On the one hand, easier financial conditions, rising home prices, rebounding consumer sentiment, and a stabilisation in manufacturing activity have all amalgamated for near-term US growth prospects. However, the economy has continued to enjoy significant policy stimulus which largely explains the contrast between its strength and the weakness of other economies such as Europe, Britain, China and Japan. Any shift in policy may put this strength to a test. On the other hand, an unsustainably low savings rate is a key risk to the US economic outlook as consumers continue to draw down on their pandemic savings. This sets the stage for a new economic regime that may see inflation targets becoming more of a floor than a ceiling, and fiscal policy impacting inflation and interest rates.

Inflation has been trending towards target levels both in the US and the Eurozone. Thus far, inflation has fallen without higher interest rates crashing economies. However, the finishing line has not been reached and victory cannot be declared yet. The last mile is usually the hardest and there is plenty of scope for surprises. Although the 2% inflation target has almost been achieved in the US Personal Consumption Expenditure (PCE), the Consumer Price Index (CPI) is still running at 3-3.5% annualized over the past one, three and six months. There still remains an upside risk to inflation due to higher healthcare costs, rising container shipping costs, a rebound in goods prices, and real wages. As a result, PCE inflation may converge up to CPI in the near term, instead of CPI converging down to PCE.

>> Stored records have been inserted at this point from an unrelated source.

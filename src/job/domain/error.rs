//! Error types for job-report domain validation and parsing.

use thiserror::Error;

use super::{ReasonCreated, ReasonResolved, RunState};

/// Errors returned while constructing task and run domain values.
#[derive(Debug, Clone, Error, PartialEq, Eq)]
pub enum TaskDomainError {
    /// The task identifier is empty or contains characters outside the
    /// URL-safe slug alphabet.
    #[error("invalid task identifier '{0}'")]
    InvalidTaskId(String),

    /// The timestamp is not an RFC 3339 instant.
    #[error("invalid timestamp '{0}', expected an RFC 3339 instant")]
    InvalidTimestamp(String),

    /// The run state string is not part of the queue vocabulary.
    #[error("unknown run state: {0}")]
    UnknownRunState(String),

    /// The creation reason string is not part of the queue vocabulary.
    #[error("unknown reason created: {0}")]
    UnknownReasonCreated(String),

    /// The resolution reason string is not part of the queue vocabulary.
    #[error("unknown reason resolved: {0}")]
    UnknownReasonResolved(String),
}

/// Errors returned while parsing a routing key into a push identity.
#[derive(Debug, Clone, Error, PartialEq, Eq)]
pub enum RouteError {
    /// The routing key was empty.
    #[error("routing key must not be empty")]
    Empty,

    /// The routing key does not have the expected number of tokens.
    #[error("routing key '{route}' has {found} tokens, expected 4 or 5")]
    TokenCount {
        /// The offending routing key.
        route: String,
        /// Number of `.`-separated tokens found.
        found: usize,
    },

    /// The version token is not supported.
    #[error("routing key '{route}' uses unsupported version '{version}'")]
    UnsupportedVersion {
        /// The offending routing key.
        route: String,
        /// The version token found.
        version: String,
    },

    /// A required token is empty.
    #[error("routing key '{route}' has an empty {field} token")]
    EmptyToken {
        /// The offending routing key.
        route: String,
        /// Name of the empty field.
        field: &'static str,
    },

    /// The project token has more than one `/` separator.
    #[error("routing key '{route}' has invalid project '{project}', expected repo or owner/repo")]
    InvalidProject {
        /// The offending routing key.
        route: String,
        /// The project token found.
        project: String,
    },

    /// The push log identifier is not a decimal integer.
    #[error("routing key '{route}' has non-numeric push id '{push_id}'")]
    InvalidPushId {
        /// The offending routing key.
        route: String,
        /// The push id token found.
        push_id: String,
    },
}

/// Error returned when a run's state and reason codes fall outside the
/// outcome mapping table.
#[derive(Debug, Clone, Error, PartialEq, Eq)]
#[error(
    "malformed run: state '{}' with reason created '{}' cannot be resolved as '{}'",
    .state.as_str(),
    .reason_created.as_str(),
    .reason_resolved.map_or("<absent>", ReasonResolved::as_str)
)]
pub struct RunOutcomeError {
    /// Raw run state.
    pub state: RunState,
    /// Raw creation reason.
    pub reason_created: ReasonCreated,
    /// Raw resolution reason, if any.
    pub reason_resolved: Option<ReasonResolved>,
}

/// Error returned when a log reference cannot be rendered.
#[derive(Debug, Clone, Error, PartialEq, Eq)]
#[error("failed to render log url template: {reason}")]
pub struct LogReferenceError {
    /// Renderer failure description.
    pub reason: String,
}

The latest data releases are forcing greater attention on important inflation dynamics, particularly on the stickiness of services inflation. Its deceleration is needed before some of the goods deflation runs out of steam. Policymakers want to see services ex-housing inflation moderating rapidly. This is what is called 'super core' inflation. It represents the stickiest component of the inflation basket which should move down for policy makers to declare victory. Apparently, this component of inflation re-accelerated from 3% late last year to 5.5% on a 6-month annualised basis last month.

The possibilities of an economic slowdown or an inflation relapse are creating dilemmas for central banks, making their actions even more difficult to predict. Keeping rates too high for too long can have long lasting effects on economic growth. Keeping rates steady while inflation is coming down implies rising real rates. Maintaining positive real rates for too long, especially at a time when most developed countries are facing growing levels of debt and surging interest rate payments, is unsustainable. Central bankers in the US, Europe and UK have already been pushing back on market expectations of interest rate cuts beginning sooner rather than later. The path to a painless soft landing remains challenging, with geopolitical tensions, regional conflicts and global trade disruptions becoming additional headwinds for policymakers.

One key takeaway from 2023 was that remaining fully invested for the long-term is paramount for investors. Time in the market outweighs trying to time the market, especially based on consensus views. As a final thought, with the increasingly unpredictable nature of market returns, forecasting the outlook is tougher than ever. The best approach in such an environment is a relentless focus on quality and well-thought through diversification across a broad range of asset classes and sectors. High-quality businesses will earn high returns, benefit from competitive moats, and have balance sheets that will sustain them in any economic conditions. Aligning quality with sensible diversification will help investors to succeed regardless of consensus views.

Sources: Bloomberg Economics
Disclaimer: The views expressed are the opinions of the writer and whilst believed reliable may differ from the views of Butterfield Bank (Cayman) Limited. The Bank accepts no liability for errors or actions taken on the basis of this information.